Nash Rivera

    Nash Rivera

    🎤🚍| bandmates and soulmates

    Nash Rivera
    c.ai

    You’re twenty, and tonight your hair’s a little frizzy from the summer air, mascara smudged from laughing too hard on the tour bus—but the cameras still love you. You’ve always had that kind of face. Big eyes, bright smile, a shine that doesn’t fade even when you’re tired. You’re the girl every fan wishes they could be—or be best friends with. Right now, you’re curled up on a hotel couch, legs tucked under you, wearing his hoodie—again.

    The band just finished a set in Berlin, and your voice is still scratchy from the encore. Fans sang louder than the speakers, and the energy buzzes through your veins like electricity. The room smells like takeout and his cologne, the TV plays some late-night comedy none of you watch. You scroll through TikTok edits of the show, half-laughing, half-cringing.

    One clip shows you looking at him while he’s on drums—like always—and the caption says, “She’s looking at her man like he hung the moon 🥺.” You roll your eyes but smile because yeah… you kinda do.

    “Let me guess,” his voice comes from the bed, low and teasing. “Watching those edits again.”

    You turn just enough to catch his smirk. Hair damp from the shower, lying there with a snack in one hand, looking unfairly hot in a white tee and sweats. “You’re obsessed with me,” you tease.

    He shrugs. “Not as obsessed as you are with me.”

    “Debatable.”

    His name’s Nash. Your drummer. Your boyfriend. Your softest place to land.

    Onstage he’s wild—pure energy, arms moving like lightning. Offstage, he’s the guy who buys you bubble tea when you’re tired, walks on the outside of the sidewalk like some old-fashioned movie boyfriend, remembers your Starbucks order, and surprises you with plush toys from airport shops, always with a note inside. Sometimes doodles, sometimes just “you looked so pretty today.” You keep every one.

    Nash gets up, crosses the room, presses a kiss to your forehead like it’s part of his nightly checklist. “You want something? Tea? Chocolate? The moon?”

    “I’m good,” you say, though you’re already picturing peach tea and tiny hotel chocolates.

    On the other couch, your best friends—bandmates, soulmates in their own way—are being themselves. Eva, in an oversized tee and pajama pants, strums an unplugged guitar. Mason’s beside her with his laptop, probably editing a vlog. He’s wearing socks with tiny guitars. Classic.

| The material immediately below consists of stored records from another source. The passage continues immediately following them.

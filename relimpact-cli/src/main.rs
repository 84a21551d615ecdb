//! relimpact CLI - release impact reports between two git refs
//!
//! Checks out both refs as temporary worktrees, extracts their exported API,
//! and prints a report covering API, documentation and auxiliary file changes.

use std::path::{Path, PathBuf};
use std::process::ExitCode;

use anyhow::Context;
use clap::{Parser, ValueEnum};
use colored::Colorize;
use relimpact_core::extract::extractor_for;
use relimpact_core::{ExecutionMode, Pipeline, PipelineOptions, ReportFormat};
use tracing_subscriber::{fmt, prelude::*, EnvFilter};

mod config;
mod git;

use config::RelimpactConfig;
use git::{GitChangeLister, GitWorktrees};

/// Release impact report between two git refs.
#[derive(Parser)]
#[command(name = "relimpact")]
#[command(author, version)]
#[command(about = "Release impact report between two git refs")]
#[command(
    long_about = "Compares two refs of a repository and reports exported API changes,\nMarkdown documentation changes and changes to auxiliary files."
)]
#[command(after_help = "Examples:
  relimpact --old v1.2.0 --new v1.3.0
  relimpact --old main --new HEAD --format json
  relimpact --old v1 --new v2 --mode sequential --no-cache")]
pub struct Cli {
    /// Base ref (tag, branch or commit)
    #[arg(long)]
    old: String,

    /// Target ref (tag, branch or commit)
    #[arg(long)]
    new: String,

    /// Repository to compare
    #[arg(long, default_value = ".")]
    repo: PathBuf,

    /// Execution mode (overrides config)
    #[arg(long, value_enum)]
    mode: Option<ModeArg>,

    /// Report format
    #[arg(long, value_enum, default_value_t = FormatArg::Markdown)]
    format: FormatArg,

    /// Disable the API snapshot cache
    #[arg(long)]
    no_cache: bool,

    /// Configuration file (default: <repo>/.relimpact.toml)
    #[arg(long)]
    config: Option<PathBuf>,

    /// Enable verbose output (debug logging)
    #[arg(short, long)]
    verbose: bool,

    /// Suppress all output except errors
    #[arg(short, long)]
    quiet: bool,
}

#[derive(Debug, Clone, Copy, ValueEnum)]
enum ModeArg {
    Parallel,
    Sequential,
}

impl From<ModeArg> for ExecutionMode {
    fn from(mode: ModeArg) -> Self {
        match mode {
            ModeArg::Parallel => ExecutionMode::Parallel,
            ModeArg::Sequential => ExecutionMode::Sequential,
        }
    }
}

#[derive(Debug, Clone, Copy, ValueEnum)]
enum FormatArg {
    Markdown,
    Json,
}

impl From<FormatArg> for ReportFormat {
    fn from(format: FormatArg) -> Self {
        match format {
            FormatArg::Markdown => ReportFormat::Markdown,
            FormatArg::Json => ReportFormat::Json,
        }
    }
}

fn setup_logging(verbose: bool, quiet: bool) {
    let filter = if quiet {
        "error"
    } else if verbose {
        "debug"
    } else {
        "warn"
    };

    tracing_subscriber::registry()
        .with(fmt::layer().with_writer(std::io::stderr))
        .with(EnvFilter::try_from_default_env().unwrap_or_else(|_| EnvFilter::new(filter)))
        .init();
}

/// Resolve options: CLI flags > config file > defaults.
fn pipeline_options(cli: &Cli, config: &RelimpactConfig) -> PipelineOptions {
    let mode = cli
        .mode
        .map(ExecutionMode::from)
        .or_else(|| config.mode())
        .unwrap_or_default();

    let cache = if cli.no_cache {
        None
    } else {
        config.snapshot_cache()
    };

    PipelineOptions {
        mode,
        allowed_extensions: config.auxiliary.extensions.clone(),
        cache,
    }
}

fn load_config(cli: &Cli, repo: &Path) -> RelimpactConfig {
    match &cli.config {
        Some(path) => RelimpactConfig::load_file(path),
        None => RelimpactConfig::load(repo),
    }
}

fn run(cli: Cli) -> anyhow::Result<String> {
    let repo = cli
        .repo
        .canonicalize()
        .with_context(|| format!("Repository not found: {}", cli.repo.display()))?;

    let config = load_config(&cli, &repo);
    let options = pipeline_options(&cli, &config);
    tracing::info!(
        "Comparing {}..{} in {} ({} mode)",
        cli.old,
        cli.new,
        repo.display(),
        options.mode.as_str()
    );

    let extractor = extractor_for(config.language(), config.extractor_command());
    let pipeline =
        Pipeline::new(GitWorktrees, extractor, GitChangeLister).with_options(options);

    pipeline
        .render(&repo, &cli.old, &cli.new, cli.format.into())
        .with_context(|| format!("Failed to build release impact report for {}..{}", cli.old, cli.new))
}

fn main() -> ExitCode {
    let cli = Cli::parse();
    setup_logging(cli.verbose, cli.quiet);

    match run(cli) {
        Ok(report) => {
            print!("{}", report);
            ExitCode::SUCCESS
        }
        Err(err) => {
            eprintln!("{} {:#}", "error:".red().bold(), err);
            ExitCode::FAILURE
        }
    }
}

#[cfg(test)]
mod tests {
    use super::*;

    #[test]
    fn test_cli_definition_is_valid() {
        use clap::CommandFactory;
        Cli::command().debug_assert();
    }

    #[test]
    fn test_flags_override_config() {
        let cli = Cli::parse_from([
            "relimpact", "--old", "v1", "--new", "v2", "--mode", "sequential", "--no-cache",
        ]);
        let config: RelimpactConfig = toml::from_str("[pipeline]\nmode = \"parallel\"\n").unwrap();

        let options = pipeline_options(&cli, &config);
        assert_eq!(options.mode, ExecutionMode::Sequential);
        assert!(options.cache.is_none());
    }

    #[test]
    fn test_config_mode_used_without_flag() {
        let cli = Cli::parse_from(["relimpact", "--old", "v1", "--new", "v2"]);
        let config: RelimpactConfig =
            toml::from_str("[pipeline]\nmode = \"sequential\"\n[cache]\nenabled = false\n").unwrap();

        let options = pipeline_options(&cli, &config);
        assert_eq!(options.mode, ExecutionMode::Sequential);
        assert!(options.cache.is_none());
        assert!(matches!(cli.format, FormatArg::Markdown));
        assert_eq!(cli.repo, PathBuf::from("."));
    }

    #[test]
    fn test_missing_refs_rejected() {
        assert!(Cli::try_parse_from(["relimpact", "--old", "v1"]).is_err());
    }
}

    Eva doesn’t look up. “If I hear one more fan call you ‘his girl,’ I’m charging.”

    You laugh. “Jealous they don’t call you ‘Eva, queen of riffs’?”

    “I’ll allow it,” she says. “But only if it’s on merch.”

    Mason stretches. “If I had half the fan edits you two get, I’d wear sunglasses indoors.”

    “It’s not our fault we’re adorable,” Nash adds, reaching for a tea bag. “Tell them to step up their power couple game.”

    You roll your eyes, but your cheeks warm. You don’t hide it. The fans ship you hard—and why not? You don’t hide how you look at him, or how he looks at you like you’re every love song he’s never written.

    But you’re not the girl who fills her feed with him. You’re in a band. An artist. Yourself. Nash gets it. Loves it.

    He never asks you to be anyone but yourself. And you never ask him to stop air-drumming at breakfast or singing off-key just to make you laugh.

    You lean back as Nash passes you the tea—steaming hot, just how you like it. He sits beside you, pulling your legs over his lap like second nature. The room fades into soft noise—Eva’s chords, Mason’s typing, the TV laugh track.

    You sip slow and close your eyes.

    It’s weird how normal this all feels now. Twenty, famous, touring city to city, sharing hotel rooms and late-night snacks with your best friends, performing to thousands who know your lyrics better than you do. Falling in love onstage and off, night after night, in different corners of the world.

    Nash squeezes your hand. “You happy?”

    You open your eyes. His smile is soft. Familiar. Yours.

    “Yeah,” you whisper, just loud enough. “I really am.”

    You’re twenty. In love. Living your dream. And tomorrow, you get to do it all over again.